Content starts
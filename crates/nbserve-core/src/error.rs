//! Error types for nbserve-core.

use std::path::PathBuf;

use thiserror::Error;

/// Result type for nbserve-core operations.
pub type Result<T> = std::result::Result<T, Error>;

/// Errors that can occur in nbserve-core.
#[derive(Debug, Error)]
pub enum Error {
    /// Kernel subprocess could not be spawned or never signaled ready.
    #[error("kernel start failure: {0}")]
    KernelStart(String),

    /// IPC communication error with the kernel subprocess.
    #[error("IPC error: {0}")]
    Ipc(String),

    /// Session exists but its kernel is dead and could not be restarted.
    #[error("session unavailable for {}", path.display())]
    SessionUnavailable { path: PathBuf },

    /// Path rejected by the access policy.
    #[error("access denied for {}: {reason}", path.display())]
    AccessDenied { path: PathBuf, reason: String },

    /// Cell index outside the notebook's cell list.
    #[error("cell index {index} out of range (notebook has {count} cells)")]
    CellIndexOutOfRange { index: usize, count: usize },

    /// Invalid cell range for a range execution.
    #[error("invalid cell range {start}..={end} (notebook has {count} cells)")]
    InvalidRange {
        start: usize,
        end: usize,
        count: usize,
    },

    /// Failed to read or parse a notebook document.
    #[error("notebook error: {0}")]
    Notebook(String),

    /// Serialization error.
    #[error("serialization error: {0}")]
    Serialization(String),

    /// IO error.
    #[error("IO error: {0}")]
    Io(#[from] std::io::Error),
}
Content ends
### What is needed
In the data above, find the line that contains "never signaled ready.", then reproduce exactly every line from the first line through that line.

### Solution for this task
filename crates/nbserve-core/src/error.rs
//! Error types for nbserve-core.

use std::path::PathBuf;

use thiserror::Error;

/// Result type for nbserve-core operations.
pub type Result<T> = std::result::Result<T, Error>;

/// Errors that can occur in nbserve-core.
#[derive(Debug, Error)]
pub enum Error {
    /// Kernel subprocess could not be spawned or never signaled ready.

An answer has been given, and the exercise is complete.